ABSTRACT 1092(P4-4)
多発性骨髄腫におけるc-MYC/IgH遺伝子 融合:西田一弘,田村明子,中澤直三,小林 都,植田豊,加嶋敬,谷脇雅史(京都府立医大・3内)
C-MYC/IgH gene-fusion detected by double-colorFISH in multiple myeloma : Kazuhiro NISHIDA, Akiko TAMURA,Naozo NAKAZAWA, Miyako KOBAYASHI,Yutaka UEDA, Kei KASHIMA, Masafumi TANIWAKI (3rd Dept. Int. Med., Kyoto Pref. Univ. Med.)

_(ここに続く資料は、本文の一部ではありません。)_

mod display;

use std::io::Read;
use std::path::PathBuf;
use std::sync::Arc;

use agrigate_ai::{Catalog, Pipeline, Registry};
use agrigate_core::{ArtifactId, ArtifactSource, Domain, DomainRequest, GatewayConfig, classify};
use agrigate_fetch::{HubFetcher, LocalDirSource};
use anyhow::{Context, Result, bail};
use clap::{Parser, Subcommand};
use tracing::{info, warn};
use tracing_subscriber::EnvFilter;

#[derive(Parser, Debug)]
#[command(name = "agrigate", version)]
#[command(about = "Resilient multi-model inference for agricultural predictions")]
#[command(long_about = r#"
Routes validated prediction requests to pre-trained models and falls back to
deterministic rule-based estimates whenever a model is missing or misbehaves.

Configuration is merged from (highest priority first):
  AGRIGATE_* environment variables   (nested keys split on "__")
  --config <path>                    explicit config file
  ./agrigate.toml                    project config
  built-in defaults

Example:
  agrigate predict --input flood.json
  echo '{"domain":"storm","state":"Odisha","month":10,"wind_speed":70,"pressure":995,"humidity":80}' | agrigate predict
"#)]
struct Cli {
    /// Path to configuration file
    #[arg(long, global = true, value_name = "PATH")]
    config: Option<PathBuf>,

    /// Serve artifacts from a local directory instead of the model hub
    #[arg(long, global = true, value_name = "DIR")]
    artifact_dir: Option<PathBuf>,

    /// Verbosity level (-v = info, -vv = debug, -vvv = trace)
    #[arg(short, long, global = true, action = clap::ArgAction::Count)]
    verbose: u8,

    #[command(subcommand)]
    command: Command,
}

#[derive(Subcommand, Debug)]
enum Command {
    /// Load every configured artifact and list the resulting bundles
    Catalog {
        /// Print the load report as JSON
        #[arg(long)]
        json: bool,
    },
    /// Download one artifact into the cache
    Fetch {
        /// Artifact path within the repository, e.g. flood/flood_rf.json
        artifact: String,
    },
    /// Run one prediction request (JSON, tagged by "domain")
    Predict {
        /// Request file; reads stdin when omitted
        #[arg(short, long, value_name = "PATH")]
        input: Option<PathBuf>,

        /// Print the prediction as JSON
        #[arg(long)]
        json: bool,

        /// Do not load models; answer with rule-based estimates only
        #[arg(long)]
        skip_models: bool,
    },
    /// Print the bucket a value falls into for a domain
    Classify {
        domain: Domain,
        #[arg(allow_negative_numbers = true)]
        value: f64,
    },
    /// Print the effective configuration as TOML
    Config,
}

fn init_tracing(verbose: u8) {
    let filter = match verbose {
        0 => EnvFilter::try_from_default_env().unwrap_or_else(|_| EnvFilter::new("warn")),
        1 => EnvFilter::new("info"),
        2 => EnvFilter::new("debug"),
        _ => EnvFilter::new("trace"),
    };
    tracing_subscriber::fmt()
        .with_env_filter(filter)
        .with_target(false)
        .with_writer(std::io::stderr)
        .init();
}

fn artifact_source(cli: &Cli, config: &GatewayConfig) -> Result<Arc<dyn ArtifactSource>> {
    let source: Arc<dyn ArtifactSource> = match &cli.artifact_dir {
        Some(dir) => Arc::new(LocalDirSource::new(dir)),
        None => Arc::new(HubFetcher::new(config).context("building hub client")?),
    };
    Ok(source)
}

fn read_request(input: Option<&PathBuf>) -> Result<DomainRequest> {
    let raw = match input {
        Some(path) => std::fs::read_to_string(path)
            .with_context(|| format!("reading {}", path.display()))?,
        None => {
            let mut buf = String::new();
            std::io::stdin()
                .read_to_string(&mut buf)
                .context("reading request from stdin")?;
            buf
        }
    };
    serde_json::from_str(&raw).context("parsing prediction request")
}

#[tokio::main]
async fn main() -> Result<()> {
    let cli = Cli::parse();
    init_tracing(cli.verbose);
    info!("agrigate v{}", env!("CARGO_PKG_VERSION"));

    let config = GatewayConfig::load(cli.config.as_deref()).context("loading configuration")?;

    match &cli.command {
        Command::Catalog { json } => {
            let registry = Registry::new(&config, artifact_source(&cli, &config)?)?;
            let report = registry.load_all().await.context("loading model catalog")?;
            if *json {
                println!("{}", serde_json::to_string_pretty(report)?);
            } else {
                print!("{}", display::render_catalog(&registry.summary(), report));
            }
        }

        Command::Fetch { artifact } => {
            let id = ArtifactId::new(artifact.as_str())?;
            let path = artifact_source(&cli, &config)?
                .fetch(&id)
                .await
                .with_context(|| format!("fetching {id}"))?;
            println!("{}", path.display());
        }

        Command::Predict {
            input,
            json,
            skip_models,
        } => {
            let request = read_request(input.as_ref())?;
            let registry = if *skip_models {
                warn!("model loading skipped, answering from rule-based estimates");
                Registry::from_catalog(Catalog::default())
            } else {
                let registry = Registry::new(&config, artifact_source(&cli, &config)?)?;
                registry.load_all().await.context("loading model catalog")?;
                registry
            };

            let pipeline = Pipeline::new(Arc::new(registry)).with_timeout(config.predict_timeout());
            let prediction = pipeline.infer(&request).await?;
            if *json {
                println!("{}", serde_json::to_string_pretty(&prediction)?);
            } else {
                print!("{}", display::render_prediction(&prediction));
            }
        }

        Command::Classify { domain, value } => match classify(*domain, *value) {
            Some(bucket) => println!("{bucket}"),
            None => bail!("{domain} is categorical: its bucket is the predicted class label"),
        },

        Command::Config => {
            print!("{}", toml::to_string_pretty(&config)?);
        }
    }

    Ok(())
}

〔目的〕多発性骨髄腫(MM)および類縁疾患では高頻度(72.3%)にIgH遺伝子転座を認める(Nishida et al.Blood 90:526,1997)。IgH転座陽性の25例について t(8;14)(q24;q32)の頻度をdouble-color FISH (DC-FISH)法を用いてIgHとc-MYCのゲノム融合で検討したので報告する。〔対象および方法〕対象は、MM21例、形質細胞性白血病3例、形質細胞腫1例の計25例である。男性16例、女性9例。年齢は、39ー85歳。方法は骨髄血・末梢血・胸水を用い染色体分析を行い,残りペレをFISHに供した。c-MYCを含むプローブにはYACI2と、そのセントロメア側をカバーするP72(Croce教授より供与された),VHのYACとIgγ1-10のphageを用い,既報(Taniwaki,Nishida, et al. Blood 85:3223,1995)の如くDC-FISHを行った。〔結果および考察〕核型分析では25例中1例(4.0%)にt(8;14)を認めた。一方、 FISH法では25例中9例(36.0%)にc-MYC/IgH転座を検出した。 MMではt(8;14)が散発的に報告されているが、間期核FISH法でその頻度が高いことが明らかになった。 t(8;14)転座はMMの発症に密接に関与していると考えられる。さらに、8q24.1はMMに特異的な染色体切断点であり、ポジショナルクローニングの指標となる。